Mr. Le Gallienne does not see, either, that man did not exclaim, "How holy!" when he first fell upon his knees. His feeling was rather, "How terrible!" The sense of holiness is a social product—a high sublimation of morality. Man had to possess it himself, and see it highly exemplified in picked specimens of his kind, before he bestowed it upon his gods. Deities do not anticipate, they follow, the course of human evolution.

Mr. Le Gallienne is an Optimist. He is young and prosperous, and, judging from his poetry, happily married. He is therefore satisfied that all is for the best—if properly understood; just as when an alderman has dined, all the world is happy.

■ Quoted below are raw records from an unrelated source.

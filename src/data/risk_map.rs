//! Classified districts for one date of the risk map.

use std::cmp::Ordering;

use chrono::{Days, NaiveDate};
use serde::Serialize;

use super::format::bilingual;
use super::listing::Searchable;
use super::risk::{classify, Classification, ColorTier};
use crate::api::{DateLimit, GraphRecord};

/// A district observation together with its derived risk.
#[derive(Debug, Clone, PartialEq, Serialize)]
pub struct ClassifiedDistrict {
    pub record: GraphRecord,
    pub classification: Classification,
}

impl ClassifiedDistrict {
    pub fn new(record: GraphRecord) -> Self {
        let classification = classify(&record.observation);
        Self {
            record,
            classification,
        }
    }

    pub fn district_label(&self) -> String {
        bilingual(
            self.record.district_name.as_deref(),
            self.record.district_name_en.as_deref(),
        )
    }

    pub fn province_label(&self) -> String {
        bilingual(
            self.record.province_name.as_deref(),
            self.record.province_name_en.as_deref(),
        )
    }
}

impl Searchable for ClassifiedDistrict {
    fn search_text(&self) -> String {
        format!("{} {}", self.district_label(), self.province_label())
    }
}

/// Number of districts in each color tier.
#[derive(Debug, Clone, Copy, Default, PartialEq, Eq, Serialize)]
pub struct TierCounts {
    pub low: usize,
    pub medium: usize,
    pub high: usize,
}

impl TierCounts {
    pub fn total(&self) -> usize {
        self.low + self.medium + self.high
    }
}

/// Column the risk map table is sorted by.
#[derive(Debug, Clone, Copy, PartialEq, Eq, Default)]
pub enum RiskMapSort {
    #[default]
    Probability,
    District,
    Rain,
}

impl RiskMapSort {
    pub fn next(self) -> Self {
        match self {
            RiskMapSort::Probability => RiskMapSort::District,
            RiskMapSort::District => RiskMapSort::Rain,
            RiskMapSort::Rain => RiskMapSort::Probability,
        }
    }

    pub fn label(&self) -> &'static str {
        match self {
            RiskMapSort::Probability => "Probability",
            RiskMapSort::District => "District",
            RiskMapSort::Rain => "Rain",
        }
    }
}

/// The risk map: selected date, its bounds and the classified districts.
#[derive(Debug, Clone)]
pub struct RiskMap {
    pub date: Option<NaiveDate>,
    /// `None` until the date limits have been fetched.
    pub limit: Option<DateLimit>,
    pub districts: Vec<ClassifiedDistrict>,
    pub sort: RiskMapSort,
    pub sort_ascending: bool,
    pub loading: bool,
    pub dirty: bool,
}

impl Default for RiskMap {
    fn default() -> Self {
        Self::new()
    }
}

impl RiskMap {
    pub fn new() -> Self {
        Self {
            date: None,
            limit: None,
            districts: Vec::new(),
            sort: RiskMapSort::default(),
            sort_ascending: false,
            loading: false,
            dirty: true,
        }
    }

    /// Install the date limits. Without a selected date the latest available
    /// date is chosen; an existing date is clamped into the new range.
    pub fn set_limit(&mut self, limit: DateLimit) {
        self.limit = Some(limit);
        let date = match self.date {
            Some(date) => Some(limit.clamp(date)),
            None => limit.date_end.or(limit.date_start),
        };
        self.select_date(date);
    }

    /// Select a date; marks the map dirty when it changes.
    pub fn select_date(&mut self, date: Option<NaiveDate>) {
        if date != self.date {
            self.date = date;
            self.dirty = true;
        }
    }

    /// Move the selected date by `days`, clamped to the limits. Returns
    /// whether the date changed.
    pub fn shift_date(&mut self, days: i64) -> bool {
        let Some(date) = self.date else {
            return false;
        };
        let shifted = step_date(date, days, self.limit.as_ref());
        let changed = shifted != date;
        self.select_date(Some(shifted));
        changed
    }

    /// Classify and keep the records served for the selected date.
    pub fn load(&mut self, records: Vec<GraphRecord>) {
        self.districts = records.into_iter().map(ClassifiedDistrict::new).collect();
        self.loading = false;
    }

    pub fn fail(&mut self) {
        self.districts.clear();
        self.loading = false;
    }

    pub fn invalidate(&mut self) {
        self.dirty = true;
    }

    pub fn tier_counts(&self) -> TierCounts {
        self.districts.iter().fold(TierCounts::default(), |mut counts, d| {
            match d.classification.tier {
                ColorTier::Low => counts.low += 1,
                ColorTier::Medium => counts.medium += 1,
                ColorTier::High => counts.high += 1,
            }
            counts
        })
    }

    pub fn cycle_sort(&mut self) {
        self.sort = self.sort.next();
        // Names read best A-Z, numbers highest first.
        self.sort_ascending = self.sort == RiskMapSort::District;
    }

    pub fn toggle_sort_direction(&mut self) {
        self.sort_ascending = !self.sort_ascending;
    }

    /// Districts matching `filter`, in table order.
    pub fn visible(&self, filter: &str) -> Vec<&ClassifiedDistrict> {
        let needle = filter.to_lowercase();
        let mut rows: Vec<&ClassifiedDistrict> = self
            .districts
            .iter()
            .filter(|d| needle.is_empty() || d.search_text().to_lowercase().contains(&needle))
            .collect();
        sort_districts(&mut rows, self.sort, self.sort_ascending);
        rows
    }
}

/// Move `date` by `days`, clamped to `limit` when given. Out-of-range
/// calendar arithmetic leaves the date unchanged.
pub fn step_date(date: NaiveDate, days: i64, limit: Option<&DateLimit>) -> NaiveDate {
    let shifted = if days >= 0 {
        date.checked_add_days(Days::new(days.unsigned_abs()))
    } else {
        date.checked_sub_days(Days::new(days.unsigned_abs()))
    }
    .unwrap_or(date);
    limit.map_or(shifted, |l| l.clamp(shifted))
}

/// Sort classified districts by `column`.
pub fn sort_districts(rows: &mut [&ClassifiedDistrict], column: RiskMapSort, ascending: bool) {
    rows.sort_by(|a, b| {
        let cmp = match column {
            RiskMapSort::Probability => a
                .classification
                .probability
                .total_cmp(&b.classification.probability),
            RiskMapSort::District => a.district_label().cmp(&b.district_label()),
            RiskMapSort::Rain => {
                let rain =
                    |d: &ClassifiedDistrict| d.record.observation.rain_mm_wmean.unwrap_or(0.0);
                rain(*a).total_cmp(&rain(*b))
            }
        };
        let cmp = if cmp == Ordering::Equal {
            a.district_label().cmp(&b.district_label())
        } else {
            cmp
        };
        if ascending {
            cmp
        } else {
            cmp.reverse()
        }
    });
}

#[cfg(test)]
mod tests {
    use super::*;
    use crate::data::risk::Observation;

    fn record(name: &str, rain: Option<f64>, level: u8, disasters: u32) -> GraphRecord {
        GraphRecord {
            district_id: None,
            district_name: Some(name.to_string()),
            district_name_en: None,
            province_name: Some("น่าน".to_string()),
            province_name_en: Some("Nan".to_string()),
            observation: Observation {
                rain_mm_wmean: rain,
                risk_level: level,
                count_of_disasters: disasters,
            },
        }
    }

    fn day(d: u32) -> NaiveDate {
        NaiveDate::from_ymd_opt(2024, 8, d).unwrap()
    }

    fn limit() -> DateLimit {
        DateLimit {
            date_start: Some(day(1)),
            date_end: Some(day(20)),
        }
    }

    #[test]
    fn test_limit_selects_latest_date() {
        let mut map = RiskMap::new();
        map.dirty = false;
        map.set_limit(limit());
        assert_eq!(map.date, Some(day(20)));
        assert!(map.dirty);
    }

    #[test]
    fn test_limit_clamps_existing_date() {
        let mut map = RiskMap::new();
        map.date = Some(day(25));
        map.set_limit(limit());
        assert_eq!(map.date, Some(day(20)));

        map.dirty = false;
        map.set_limit(limit());
        assert!(!map.dirty);
    }

    #[test]
    fn test_shift_date_is_clamped() {
        let mut map = RiskMap::new();
        map.set_limit(limit());
        map.dirty = false;

        assert!(!map.shift_date(1));
        assert!(!map.dirty);

        assert!(map.shift_date(-3));
        assert_eq!(map.date, Some(day(17)));
        assert!(map.dirty);

        assert!(map.shift_date(-100));
        assert_eq!(map.date, Some(day(1)));
    }

    #[test]
    fn test_step_date_unbounded() {
        assert_eq!(step_date(day(30), 2, None), NaiveDate::from_ymd_opt(2024, 9, 1).unwrap());
        assert_eq!(step_date(day(3), -1, Some(&limit())), day(2));
    }

    #[test]
    fn test_shift_without_date() {
        let mut map = RiskMap::new();
        assert!(!map.shift_date(1));
    }

    #[test]
    fn test_load_classifies_and_counts() {
        let mut map = RiskMap::new();
        map.loading = true;
        map.load(vec![
            record("A", Some(0.0), 1, 0),
            record("B", Some(150.0), 3, 0),
            record("C", Some(10.0), 1, 2),
            record("D", Some(60.0), 3, 0),
        ]);
        assert!(!map.loading);
        assert_eq!(
            map.tier_counts(),
            TierCounts {
                low: 1,
                medium: 1,
                high: 2
            }
        );
        assert_eq!(map.tier_counts().total(), 4);
    }

    #[test]
    fn test_visible_sorted_by_probability_desc() {
        let mut map = RiskMap::new();
        map.load(vec![
            record("low", Some(0.0), 1, 0),
            record("high", Some(150.0), 3, 0),
            record("mid", Some(0.0), 3, 0),
        ]);
        let names: Vec<String> = map.visible("").iter().map(|d| d.district_label()).collect();
        assert_eq!(names, vec!["high", "mid", "low"]);
    }

    #[test]
    fn test_visible_filter_and_district_sort() {
        let mut map = RiskMap::new();
        map.load(vec![
            record("Pua", Some(1.0), 1, 0),
            record("Mueang Nan", Some(2.0), 1, 0),
            record("Bo Kluea", Some(3.0), 1, 0),
        ]);
        map.cycle_sort();
        assert_eq!(map.sort, RiskMapSort::District);
        assert!(map.sort_ascending);
        let names: Vec<String> = map.visible("").iter().map(|d| d.district_label()).collect();
        assert_eq!(names, vec!["Bo Kluea", "Mueang Nan", "Pua"]);

        assert_eq!(map.visible("pua").len(), 1);
        assert_eq!(map.visible("nan").len(), 3);
    }

    #[test]
    fn test_rain_sort_treats_missing_as_zero() {
        let mut map = RiskMap::new();
        map.load(vec![record("dry", None, 1, 0), record("wet", Some(5.0), 1, 0)]);
        map.cycle_sort();
        map.cycle_sort();
        assert_eq!(map.sort, RiskMapSort::Rain);
        assert!(!map.sort_ascending);
        assert_eq!(map.visible("")[0].district_label(), "wet");
    }
}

There are such people, however, as Pessimists, and Mr. Le Gallienne hates them. Schopenhauer, for instance, he rails at as a "small philosopher." whose ideas were only the "formulation of his own special disease, the expression of his own ineffably petty and uncomfortable disposition." At which one can only stare, as at a mannikin attacking a colossus. Spinoza too can be treated jauntily if he does not fall into line with Mr. Le Gallienne. George Meredith is treated with abundant respect, but he is wronged by being enrolled as a facile optimist, and "the strongest of the apostles of faith." He is certainly nothing of the kind, in Mr. Le Gallienne's sense of the words. He has faith in reason and humanity, but this is a very different thing from faith in the idols—even the greatest idol—of the Pantheon.

"There is too much pain in the world," said Charles Darwin, who knew what he was talking about, and always expressed himself with moderation. In the moral world, pain becomes evil; and the problem of evil has ever been the crux of Theism. It cannot be solved on Theistic grounds, and accordingly it has to be explained away. Pain, we are told, is the great agent in our development; in the ethical sphere, it is the "purifying fire," which purges the gold in us from its dross. All of which sounds very pretty in a lecture, and looks very pretty in a book; but is apt to excite disgust when a man is suffering from incurable cancer, or utter destitution in the midst of plenty; or when a mother stands over the corpse of her child, mangled in some terrible accident, or burnt to a cinder in a fatal fire.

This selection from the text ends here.